First Crocus ~ Last Snow ~ New Roof: resisting oppressors is how we roll
- Dina Stander

- 17 hours ago
- 2 min read

photo by Valentin Hintikka @ UnSplash
On the 7th of April and, despite a half inch of late snow thats stuck and no sun to melt it off, there is a roofing crew on the top of my house scraping off old shingles and setting new ones. Its a one-day roof job, they'll be done in a few hours. I'm amazed at how swiftly they can come and go, and clean it all up too. The crew is not english speaking, I'm grateful for their labor and more grateful they can work on a dirt road in the woods that ICE won't be patrolling today. Times are strange.
This week I sat at a Seder set outside on the deck where a child brought the first handful of daffodils for us to savor, flowers for the table. On the ritual plate we placed the expected offerings, an egg and roasted bone, charoset and bitter herbs, an orange for women and this year a pomegranate for Palestine. I meant to bring a whistle for the plate to represent our resistance and since I forgot it we all pursed our lips for a blow and loosed some levity to the wind. Because, millennia upon millennia, resisting oppressors is how we roll. Freedom rises.

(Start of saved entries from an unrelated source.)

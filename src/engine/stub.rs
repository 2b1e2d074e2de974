//! スタブ検出
//!
//! ステップの実装ファイルが「実体化が必要」か「実装済み」かを判定します。
//! コードを実行せずに、ファイル内容の構造だけで判定します。
//!
//! 以下のいずれかに当てはまれば実体化が必要です:
//!
//! - ファイルが存在しない
//! - 前後の空白を除いた内容が 5 文字未満
//! - 空白をすべて除いた内容が `pass` と一致
//! - 空白をすべて除いた内容に「未実装」を送出するトークン列が含まれる

use std::io;
use std::path::Path;

const MIN_CONTENT_CHARS: usize = 5;

const PASS_TOKEN: &str = "pass";

// 空白除去・小文字化後に比較する
const NOT_IMPLEMENTED_TOKENS: [&str; 3] = [
    "error(\"notimplemented",
    "error('notimplemented",
    "raisenotimplementederror",
];

/// ファイル内容がスタブかどうか
pub fn is_stub_source(content: &str) -> bool {
    let trimmed = content.trim();
    if trimmed.chars().count() < MIN_CONTENT_CHARS {
        return true;
    }

    let compact: String = trimmed.chars().filter(|c| !c.is_whitespace()).collect();
    if compact == PASS_TOKEN {
        return true;
    }

    let lowered = compact.to_lowercase();
    NOT_IMPLEMENTED_TOKENS
        .iter()
        .any(|token| lowered.contains(token))
}

/// 実装ファイルが存在しない、またはスタブなら `true`
pub fn needs_materialization(path: &Path) -> io::Result<bool> {
    if !path.is_file() {
        return Ok(true);
    }
    let content = std::fs::read_to_string(path)?;
    Ok(is_stub_source(&content))
}

#[cfg(test)]
mod tests {
    use super::*;

    #[test]
    fn test_empty_and_short_content_is_stub() {
        assert!(is_stub_source(""));
        assert!(is_stub_source("   \n\t "));
        assert!(is_stub_source("  x  "));
        assert!(is_stub_source("abcd"));
    }

    #[test]
    fn test_pass_body_is_stub() {
        assert!(is_stub_source("pass"));
        assert!(is_stub_source("\n    pass\n"));
        assert!(is_stub_source("p a s s"));
    }

    #[test]
    fn test_not_implemented_error_is_stub() {
        let stub = "function add(a, b)\n  error(\"not implemented\")\nend\n";
        assert!(is_stub_source(stub));

        let single_quoted = "function add(a, b) error('Not Implemented') end";
        assert!(is_stub_source(single_quoted));
    }

    #[test]
    fn test_raise_not_implemented_is_stub() {
        let stub = "def add(a, b):\n    raise NotImplementedError\n";
        assert!(is_stub_source(stub));
    }

    #[test]
    fn test_real_body_is_not_stub() {
        let body = "function add(a, b)\n  return { sum = a + b }\nend\n";
        assert!(!is_stub_source(body));
    }

    #[test]
    fn test_five_chars_is_not_stub() {
        assert!(!is_stub_source("x = 1"));
    }

    #[test]
    fn test_missing_file_needs_materialization() {
        let dir = tempfile::tempdir().unwrap();
        assert!(needs_materialization(&dir.path().join("absent.lua")).unwrap());
    }

    #[test]
    fn test_directory_needs_materialization() {
        let dir = tempfile::tempdir().unwrap();
        assert!(needs_materialization(dir.path()).unwrap());
    }

    #[test]
    fn test_implemented_file() {
        let dir = tempfile::tempdir().unwrap();
        let path = dir.path().join("step.lua");
        std::fs::write(&path, "function step() return 1 end\n").unwrap();
        assert!(!needs_materialization(&path).unwrap());

        std::fs::write(&path, "pass\n").unwrap();
        assert!(needs_materialization(&path).unwrap());
    }
}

At work this morning I text with a daughter traveling with her children to retrieve her mother's cremated remains. I text with a son whose father has cancer with an ending coming into sight. I text with an old woman whose resolving pneumonia has compounded her urgency to complete advance directives. Later, on the way to deliver a shroud, I'll pass the roadside altar placed where a friend died and find myself asking her ghost (again) what she wants me to say when I convene her celebration of life a month or so from now. And all of this, every sacred step of it, is couched in the excruciating awareness that my own mother, at 95, is walking with steady courage through her own end-of-days.
Like I said, times are strange.
Yesterday I glimpsed the first crocus as I dashed to the car. First to bloom (along with the snow drops) they're tucked in under the witch hazel, which is the last thing in the yard that blooms in autumn. This morning the blossoms are closed tight, hiding from the weather. Tomorrow, when the sun's rays glance off the new shingles on the roof, they will open to meet all the new day brings. From here, the future looks like a shit show that is unlikely to resolve in my lifetime. But I take heart because even when we have to bloom in the snow, as history teaches us millennia upon millennia, freedom rises.